ARP Poisoning: ARP has no authentication. An attacker can send gratuitous ARP replies claiming to own any IP address, including the default gateway. Other hosts update their ARP tables and send traffic through the attacker.

Both attacks enable man-in-the-middle interception of traffic without detection.

DHCP Snooping

DHCP snooping builds a binding table: which MAC address received which IP address on which port. It marks ports as trusted or untrusted. DHCP server responses from untrusted ports are dropped.

ip dhcp snooping
ip dhcp snooping vlan 10,20,30

! Mark the uplink to the real DHCP server as trusted
interface GigabitEthernet1/0/48
  ip dhcp snooping trust

! Access ports are untrusted by default
interface range GigabitEthernet1/0/1-47
  ip dhcp snooping limit rate 15

Dynamic ARP Inspection

DAI uses the DHCP snooping binding table to validate ARP packets. If a host claims to be an IP address that DHCP snooping assigned to a different MAC, the ARP is dropped.
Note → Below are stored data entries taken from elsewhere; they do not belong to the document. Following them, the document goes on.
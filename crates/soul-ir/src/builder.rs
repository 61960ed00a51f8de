//! Materializes a CFG of basic blocks from a higher-level visitor (see
//! `soul-lower`), including the Upsilon/Phi bookkeeping that realizes SSA
//! out of lexically-scoped variables (Braun et al.).

use std::collections::HashMap;

use soul_ast::{Type, Value};

use crate::error::IrError;
use crate::id::{BlockId, InstrId};
use crate::ir::{BasicBlock, Function, Instruction, InstructionKind, Module};

pub struct IrBuilder {
    module: Module,
    current_function: Option<usize>,
    current_block: Option<BlockId>,
    next_version: u32,
    next_label: u32,
    /// Per `(block, identifier)`, the `Phi` already materialized in that
    /// block for that identifier -- so repeated reads of the same
    /// variable within one block share one `Phi` rather than duplicating.
    phi_cache: HashMap<(BlockId, String), InstrId>,
}

impl Default for IrBuilder {
    fn default() -> Self {
        Self::new()
    }
}

impl IrBuilder {
    pub fn new() -> Self {
        IrBuilder {
            module: Module::default(),
            current_function: None,
            current_block: None,
            next_version: 0,
            next_label: 0,
            phi_cache: HashMap::new(),
        }
    }

    pub fn set_module_name(&mut self, name: impl Into<String>) {
        self.module.name = name.into();
    }

    /// Yields the constructed module and resets the builder to a fresh
    /// state, ready to build another module.
    pub fn build(&mut self) -> Module {
        self.current_function = None;
        self.current_block = None;
        self.next_version = 0;
        self.next_label = 0;
        self.phi_cache.clear();
        std::mem::take(&mut self.module)
    }

    pub fn create_function(
        &mut self,
        name: impl Into<String>,
        return_type: Type,
        parameter_types: Vec<Type>,
    ) -> BlockId {
        let entry = BasicBlock::new(0);
        let function = Function {
            name: name.into(),
            return_type,
            parameter_types,
            basic_blocks: vec![entry],
        };
        self.module.functions.push(function);
        self.current_function = Some(self.module.functions.len() - 1);
        self.next_label = 1;
        self.current_block = Some(BlockId(0));
        BlockId(0)
    }

    pub fn create_basic_block(&mut self) -> Result<BlockId, IrError> {
        let label = self.next_label;
        self.next_label += 1;
        let f = self.current_function_mut()?;
        let id = BlockId(f.basic_blocks.len() as u32);
        f.basic_blocks.push(BasicBlock::new(label));
        Ok(id)
    }

    pub fn switch_to(&mut self, block: BlockId) -> Result<(), IrError> {
        let f = self.current_function()?;
        if f.block(block).is_none() {
            return Err(IrError::BlockNotFound { id: block });
        }
        self.current_block = Some(block);
        Ok(())
    }

    pub fn current_block_id(&self) -> Option<BlockId> {
        self.current_block
    }

    pub fn connect(&mut self, pred: BlockId, succ: BlockId) -> Result<(), IrError> {
        let f = self.current_function_mut()?;
        let block = f.block_mut(pred).ok_or(IrError::BlockNotFound { id: pred })?;
        block.successors.push(succ);
        Ok(())
    }

    pub fn connect_many(
        &mut self,
        pred: BlockId,
        succs: impl IntoIterator<Item = BlockId>,
    ) -> Result<(), IrError> {
        for succ in succs {
            self.connect(pred, succ)?;
        }
        Ok(())
    }

    fn current_function(&self) -> Result<&Function, IrError> {
        let idx = self.current_function.ok_or(IrError::NoCurrentFunction)?;
        Ok(&self.module.functions[idx])
    }

    fn current_function_mut(&mut self) -> Result<&mut Function, IrError> {
        let idx = self.current_function.ok_or(IrError::NoCurrentFunction)?;
        Ok(&mut self.module.functions[idx])
    }

    fn emit(&mut self, ty: Type, kind: InstructionKind) -> Result<InstrId, IrError> {
        let block_id = self.current_block.ok_or(IrError::NoCurrentBlock)?;
        let version = self.next_version;
        self.next_version += 1;
        let f = self.current_function_mut()?;
        let block = f.block_mut(block_id).ok_or(IrError::BlockNotFound { id: block_id })?;
        block.instructions.push(Instruction { version, ty, kind });
        Ok(InstrId(version))
    }

    fn type_of(&self, id: InstrId) -> Type {
        self.current_function()
            .ok()
            .and_then(|f| f.instruction(id))
            .map(|instr| instr.ty.clone())
            .unwrap_or_else(Type::unknown)
    }

    pub fn emit_unreachable(&mut self) -> Result<InstrId, IrError> {
        self.emit(Type::unknown(), InstructionKind::Unreachable)
    }

    pub fn emit_noop(&mut self) -> Result<InstrId, IrError> {
        self.emit(Type::unknown(), InstructionKind::Noop)
    }

    pub fn emit_const(&mut self, value: Value, ty: Type) -> Result<InstrId, IrError> {
        self.emit(ty, InstructionKind::Const(value))
    }

    pub fn emit_cast(&mut self, value: InstrId, ty: Type) -> Result<InstrId, IrError> {
        self.emit(ty, InstructionKind::Cast(value))
    }

    pub fn emit_jump(&mut self, target: BlockId) -> Result<InstrId, IrError> {
        self.emit(Type::unknown(), InstructionKind::Jump(target))
    }

    pub fn emit_jump_if(
        &mut self,
        cond: InstrId,
        then_block: BlockId,
        else_block: BlockId,
    ) -> Result<InstrId, IrError> {
        self.emit(Type::unknown(), InstructionKind::JumpIf { cond, then_block, else_block })
    }

    pub fn emit_not(&mut self, arg: InstrId, ty: Type) -> Result<InstrId, IrError> {
        self.emit(ty, InstructionKind::Not(arg))
    }

    /// `Add`/`Sub`/`Mul`/`Div`/`Mod` -- result type equals operand type.
    pub fn emit_arithmetic(
        &mut self,
        op: ArithmeticOp,
        lhs: InstrId,
        rhs: InstrId,
        ty: Type,
    ) -> Result<InstrId, IrError> {
        let kind = match op {
            ArithmeticOp::Add => InstructionKind::Add(lhs, rhs),
            ArithmeticOp::Sub => InstructionKind::Sub(lhs, rhs),
            ArithmeticOp::Mul => InstructionKind::Mul(lhs, rhs),
            ArithmeticOp::Div => InstructionKind::Div(lhs, rhs),
            ArithmeticOp::Mod => InstructionKind::Mod(lhs, rhs),
        };
        self.emit(ty, kind)
    }

    /// Comparisons -- result type is always `Boolean`.
    pub fn emit_comparison(
        &mut self,
        op: ComparisonOp,
        lhs: InstrId,
        rhs: InstrId,
    ) -> Result<InstrId, IrError> {
        let kind = match op {
            ComparisonOp::Equal => InstructionKind::Equal(lhs, rhs),
            ComparisonOp::NotEqual => InstructionKind::NotEqual(lhs, rhs),
            ComparisonOp::Greater => InstructionKind::Greater(lhs, rhs),
            ComparisonOp::GreaterEqual => InstructionKind::GreaterEqual(lhs, rhs),
            ComparisonOp::Less => InstructionKind::Less(lhs, rhs),
            ComparisonOp::LessEqual => InstructionKind::LessEqual(lhs, rhs),
        };
        self.emit(soul_ast::Type::Primitive(soul_ast::PrimitiveKind::Boolean), kind)
    }

    /// `And`/`Or` -- result type is always `Boolean`.
    pub fn emit_logical(&mut self, op: LogicalOp, lhs: InstrId, rhs: InstrId) -> Result<InstrId, IrError> {
        let kind = match op {
            LogicalOp::And => InstructionKind::And(lhs, rhs),
            LogicalOp::Or => InstructionKind::Or(lhs, rhs),
        };
        self.emit(soul_ast::Type::Primitive(soul_ast::PrimitiveKind::Boolean), kind)
    }

    pub fn emit_argument(&mut self, index: u32, ty: Type) -> Result<InstrId, IrError> {
        self.emit(ty, InstructionKind::Argument(index))
    }

    pub fn emit_return(&mut self, value: Option<InstrId>) -> Result<InstrId, IrError> {
        let ty = value.map(|v| self.type_of(v)).unwrap_or_else(|| {
            Type::Primitive(soul_ast::PrimitiveKind::Void)
        });
        self.emit(ty, InstructionKind::Return(value))
    }

    pub fn emit_call(&mut self, name: impl Into<String>, args: Vec<InstrId>, ty: Type) -> Result<InstrId, IrError> {
        self.emit(ty, InstructionKind::Call { name: name.into(), args })
    }

    /// `Upsilon(x, v)`: states the logical variable `x` holds value `v`
    /// at this program point.
    pub fn emit_upsilon(&mut self, identifier: impl Into<String>, value: InstrId) -> Result<InstrId, IrError> {
        let identifier = identifier.into();
        let ty = self.type_of(value);
        self.emit(ty, InstructionKind::Upsilon { identifier, value })
    }

    /// `Phi(x, tau)`: the merge point for `x`'s reaching value. Returns
    /// the existing `Phi` for `x` in the current block if one was already
    /// emitted, rather than creating a duplicate.
    pub fn emit_phi(&mut self, identifier: impl Into<String>, ty: Type) -> Result<InstrId, IrError> {
        let identifier = identifier.into();
        let block = self.current_block.ok_or(IrError::NoCurrentBlock)?;
        if let Some(existing) = self.phi_cache.get(&(block, identifier.clone())) {
            return Ok(*existing);
        }
        let id = self.emit(ty, InstructionKind::Phi(identifier.clone()))?;
        self.phi_cache.insert((block, identifier), id);
        Ok(id)
    }
}

#[derive(Debug, Clone, Copy)]
pub enum ArithmeticOp {
    Add,
    Sub,
    Mul,
    Div,
    Mod,
}

#[derive(Debug, Clone, Copy)]
pub enum ComparisonOp {
    Equal,
    NotEqual,
    Greater,
    GreaterEqual,
    Less,
    LessEqual,
}

#[derive(Debug, Clone, Copy)]
pub enum LogicalOp {
    And,
    Or,
}

#[cfg(test)]
mod tests {
    use super::*;
    use soul_ast::PrimitiveKind;

    #[test]
    fn builds_entry_block_and_increments_versions() {
        let mut b = IrBuilder::new();
        b.set_module_name("m");
        b.create_function("main", Type::Primitive(PrimitiveKind::Void), vec![]);
        let c0 = b.emit_const(Value::I64(1), Type::Primitive(PrimitiveKind::Int32)).unwrap();
        let c1 = b.emit_const(Value::I64(2), Type::Primitive(PrimitiveKind::Int32)).unwrap();
        assert_eq!(c0, InstrId(0));
        assert_eq!(c1, InstrId(1));
        let module = b.build();
        assert_eq!(module.name, "m");
        assert_eq!(module.functions[0].basic_blocks[0].instructions.len(), 2);
    }

    #[test]
    fn phi_cache_reuses_existing_phi_in_block() {
        let mut b = IrBuilder::new();
        b.create_function("f", Type::Primitive(PrimitiveKind::Void), vec![]);
        let p1 = b.emit_phi("x", Type::Primitive(PrimitiveKind::Int32)).unwrap();
        let p2 = b.emit_phi("x", Type::Primitive(PrimitiveKind::Int32)).unwrap();
        assert_eq!(p1, p2);
    }

    #[test]
    fn connect_records_successor() {
        let mut b = IrBuilder::new();
        b.create_function("f", Type::Primitive(PrimitiveKind::Void), vec![]);
        let entry = b.current_block_id().unwrap();
        let next = b.create_basic_block().unwrap();
        b.connect(entry, next).unwrap();
        let module = b.build();
        assert_eq!(module.functions[0].basic_blocks[0].successors, vec![next]);
        assert_eq!(module.functions[0].basic_blocks[1].label, 1);
    }

    #[test]
    fn block_not_found_is_an_error() {
        let mut b = IrBuilder::new();
        b.create_function("f", Type::Primitive(PrimitiveKind::Void), vec![]);
        assert!(b.switch_to(BlockId(99)).is_err());
    }
}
ip arp inspection vlan 10,20,30

! Uplinks and router ports must be trusted
interface GigabitEthernet1/0/48
  ip arp inspection trust

! Access ports are untrusted by default
interface range GigabitEthernet1/0/1-47
  ip arp inspection limit rate 100

What to Watch

Both features generate logs for violations. Review these periodically. A device frequently triggering DHCP snooping violations might be misconfigured, but it could also be a malicious device. Unexpected ARP inspection violations could indicate an active attack.

These features are lightweight and should be standard configuration on access layer switches in any environment where you do not fully trust every connected device.